## BRIEF:
Scan the entries below for the word "exact" and copy every line where it turns up.

[Entries taken from a collection]
________________________________________

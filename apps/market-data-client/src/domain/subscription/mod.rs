//! Subscription Handlers and Registry
//!
//! Domain types for tracking which handlers receive which market data.
//!
//! # Design
//!
//! The handler registry tracks, per subscription key:
//! - The ordered list of handlers (first registered, first invoked)
//! - Whether the key has any interest left (drives wire subscribe/unsubscribe)
//!
//! Multiple handlers may subscribe to the same key; the upstream topic stays
//! active until the last one is removed.

use std::collections::HashMap;
use std::fmt;
use std::hash::Hash;
use std::sync::Arc;

// =============================================================================
// Handlers
// =============================================================================

/// Receives items of type `T` delivered by a data client.
pub trait Handler<T>: Send + Sync {
    /// Handle one delivered item.
    fn handle(&self, item: &T);
}

impl<T, F> Handler<T> for F
where
    F: Fn(&T) + Send + Sync,
{
    fn handle(&self, item: &T) {
        self(item);
    }
}

/// Shared reference to a handler. Identity is pointer identity, so callers
/// unsubscribe with a clone of the reference they subscribed with.
pub struct HandlerRef<T>(Arc<dyn Handler<T>>);

impl<T> HandlerRef<T> {
    /// Wrap a handler.
    pub fn new(handler: impl Handler<T> + 'static) -> Self {
        Self(Arc::new(handler))
    }

    /// Invoke the handler.
    pub fn call(&self, item: &T) {
        self.0.handle(item);
    }

    /// Whether both references point at the same handler.
    #[must_use]
    pub fn same_as(&self, other: &Self) -> bool {
        std::ptr::addr_eq(Arc::as_ptr(&self.0), Arc::as_ptr(&other.0))
    }
}

impl<T> Clone for HandlerRef<T> {
    fn clone(&self) -> Self {
        Self(Arc::clone(&self.0))
    }
}

impl<T> fmt::Debug for HandlerRef<T> {
    fn fmt(&self, f: &mut fmt::Formatter<'_>) -> fmt::Result {
        f.debug_tuple("HandlerRef")
            .field(&Arc::as_ptr(&self.0).cast::<()>())
            .finish()
    }
}

// =============================================================================
// Topics
// =============================================================================

/// Publish/subscribe channel a topic lives on.
#[derive(Debug, Clone, Copy, PartialEq, Eq, Hash)]
pub enum ChannelKind {
    /// Quote ticks.
    Ticks,
    /// Bars.
    Bars,
    /// Instrument definitions.
    Instruments,
}

impl ChannelKind {
    /// All channel kinds.
    #[must_use]
    pub const fn all() -> &'static [Self] {
        &[Self::Ticks, Self::Bars, Self::Instruments]
    }

    /// Label used in logs and metrics.
    #[must_use]
    pub const fn as_str(self) -> &'static str {
        match self {
            Self::Ticks => "ticks",
            Self::Bars => "bars",
            Self::Instruments => "instruments",
        }
    }
}

/// A wire topic on a specific channel.
#[derive(Debug, Clone, PartialEq, Eq, Hash)]
pub struct Topic {
    /// Channel carrying the topic.
    pub channel: ChannelKind,
    /// Canonical key string.
    pub key: String,
}

impl Topic {
    /// Create a topic.
    #[must_use]
    pub fn new(channel: ChannelKind, key: impl ToString) -> Self {
        Self {
            channel,
            key: key.to_string(),
        }
    }
}

/// How a topic's interest changed after a registry mutation.
#[derive(Debug, Clone, PartialEq, Eq)]
pub struct InterestChange {
    /// Affected topic.
    pub topic: Topic,
    /// True when interest crossed zero (0→1 on add, 1→0 on remove).
    pub crossed_zero: bool,
}

// =============================================================================
// Handler Registry
// =============================================================================

/// Ordered handler lists keyed by subscription key.
pub struct HandlerRegistry<K, T> {
    entries: HashMap<K, Vec<HandlerRef<T>>>,
}

impl<K, T> Default for HandlerRegistry<K, T> {
    fn default() -> Self {
        Self {
            entries: HashMap::new(),
        }
    }
}

impl<K, T> fmt::Debug for HandlerRegistry<K, T>
where
    K: fmt::Debug,
{
    fn fmt(&self, f: &mut fmt::Formatter<'_>) -> fmt::Result {
        f.debug_map()
            .entries(self.entries.iter().map(|(k, v)| (k, v.len())))
            .finish()
    }
}

impl<K, T> HandlerRegistry<K, T>
where
    K: Eq + Hash + Clone,
{
    /// Create an empty registry.
    #[must_use]
    pub fn new() -> Self {
        Self::default()
    }

    /// Add a handler for a key.
    ///
    /// Returns `false` if this exact handler was already registered.
    pub fn add(&mut self, key: K, handler: HandlerRef<T>) -> bool {
        let handlers = self.entries.entry(key).or_default();
        if handlers.iter().any(|h| h.same_as(&handler)) {
            return false;
        }
        handlers.push(handler);
        true
    }

    /// Remove a handler for a key.
    ///
    /// Returns `false` if the handler was not registered. The key is dropped
    /// once its last handler is removed.
    pub fn remove(&mut self, key: &K, handler: &HandlerRef<T>) -> bool {
        let Some(handlers) = self.entries.get_mut(key) else {
            return false;
        };

        let before = handlers.len();
        handlers.retain(|h| !h.same_as(handler));
        let removed = handlers.len() != before;

        if handlers.is_empty() {
            self.entries.remove(key);
        }

        removed
    }

    /// Whether this exact handler is registered for the key.
    #[must_use]
    pub fn contains(&self, key: &K, handler: &HandlerRef<T>) -> bool {
        self.entries
            .get(key)
            .is_some_and(|handlers| handlers.iter().any(|h| h.same_as(handler)))
    }

    /// Snapshot of the handlers for a key, in registration order.
    #[must_use]
    pub fn handlers(&self, key: &K) -> Vec<HandlerRef<T>> {
        self.entries.get(key).cloned().unwrap_or_default()
    }

    /// Number of handlers registered for a key.
    #[must_use]
    pub fn count(&self, key: &K) -> usize {
        self.entries.get(key).map_or(0, Vec::len)
    }

    /// Keys with at least one handler.
    #[must_use]
    pub fn keys(&self) -> Vec<K> {
        self.entries.keys().cloned().collect()
    }

    /// Number of keys with handlers.
    #[must_use]
    pub fn len(&self) -> usize {
        self.entries.len()
    }

    /// Whether no handler is registered.
    #[must_use]
    pub fn is_empty(&self) -> bool {
        self.entries.is_empty()
    }

    /// Remove every handler.
    pub fn clear(&mut self) {
        self.entries.clear();
    }
}

// =============================================================================
// Tests
// =============================================================================

#[cfg(test)]
mod tests {
    use std::sync::atomic::{AtomicUsize, Ordering};

    use parking_lot::Mutex;

    use super::*;

    fn counting_handler(counter: &Arc<AtomicUsize>) -> HandlerRef<u32> {
        let counter = Arc::clone(counter);
        HandlerRef::new(move |_: &u32| {
            counter.fetch_add(1, Ordering::SeqCst);
        })
    }

    #[test]
    fn add_new_key() {
        let mut registry = HandlerRegistry::<String, u32>::new();
        let counter = Arc::new(AtomicUsize::new(0));

        assert!(registry.add("AAPL".to_string(), counting_handler(&counter)));
        assert_eq!(registry.count(&"AAPL".to_string()), 1);
        assert_eq!(registry.len(), 1);
    }

    #[test]
    fn duplicate_handler_ignored() {
        let mut registry = HandlerRegistry::<String, u32>::new();
        let counter = Arc::new(AtomicUsize::new(0));
        let handler = counting_handler(&counter);

        assert!(registry.add("AAPL".to_string(), handler.clone()));
        assert!(!registry.add("AAPL".to_string(), handler));
        assert_eq!(registry.count(&"AAPL".to_string()), 1);
    }

    #[test]
    fn handlers_preserve_registration_order() {
        let mut registry = HandlerRegistry::<String, u32>::new();
        let log = Arc::new(Mutex::new(Vec::new()));

        for tag in ["first", "second", "third"] {
            let log = Arc::clone(&log);
            registry.add(
                "EUR".to_string(),
                HandlerRef::new(move |_: &u32| log.lock().push(tag)),
            );
        }

        for handler in registry.handlers(&"EUR".to_string()) {
            handler.call(&1);
        }

        assert_eq!(*log.lock(), vec!["first", "second", "third"]);
    }

    #[test]
    fn remove_last_handler_drops_key() {
        let mut registry = HandlerRegistry::<String, u32>::new();
        let counter = Arc::new(AtomicUsize::new(0));
        let handler = counting_handler(&counter);

        registry.add("AAPL".to_string(), handler.clone());
        assert!(registry.remove(&"AAPL".to_string(), &handler));
        assert!(registry.is_empty());
    }

    #[test]
    fn remove_keeps_other_handlers() {
        let mut registry = HandlerRegistry::<String, u32>::new();
        let counter = Arc::new(AtomicUsize::new(0));
        let first = counting_handler(&counter);
        let second = counting_handler(&counter);

        registry.add("AAPL".to_string(), first.clone());
        registry.add("AAPL".to_string(), second.clone());

        assert!(registry.remove(&"AAPL".to_string(), &first));
        assert!(registry.contains(&"AAPL".to_string(), &second));
        assert!(!registry.contains(&"AAPL".to_string(), &first));
    }

    #[test]
    fn remove_unknown_handler_no_changes() {
        let mut registry = HandlerRegistry::<String, u32>::new();
        let counter = Arc::new(AtomicUsize::new(0));

        registry.add("AAPL".to_string(), counting_handler(&counter));
        assert!(!registry.remove(&"AAPL".to_string(), &counting_handler(&counter)));
        assert!(!registry.remove(&"MSFT".to_string(), &counting_handler(&counter)));
        assert_eq!(registry.count(&"AAPL".to_string()), 1);
    }

    #[test]
    fn clones_share_identity() {
        let counter = Arc::new(AtomicUsize::new(0));
        let handler = counting_handler(&counter);
        let clone = handler.clone();

        assert!(handler.same_as(&clone));
        assert!(!handler.same_as(&counting_handler(&counter)));
    }

    #[test]
    fn clear_removes_everything() {
        let mut registry = HandlerRegistry::<String, u32>::new();
        let counter = Arc::new(AtomicUsize::new(0));

        registry.add("AAPL".to_string(), counting_handler(&counter));
        registry.add("MSFT".to_string(), counting_handler(&counter));
        registry.clear();

        assert!(registry.is_empty());
        assert!(registry.handlers(&"AAPL".to_string()).is_empty());
    }

    #[test]
    fn channel_kind_labels() {
        assert_eq!(ChannelKind::all().len(), 3);
        assert_eq!(ChannelKind::Ticks.as_str(), "ticks");
        assert_eq!(ChannelKind::Bars.as_str(), "bars");
        assert_eq!(ChannelKind::Instruments.as_str(), "instruments");
    }
}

________________________________________

## RESULT BELOW:
    /// Returns `false` if this exact handler was already registered.
    /// Whether this exact handler is registered for the key.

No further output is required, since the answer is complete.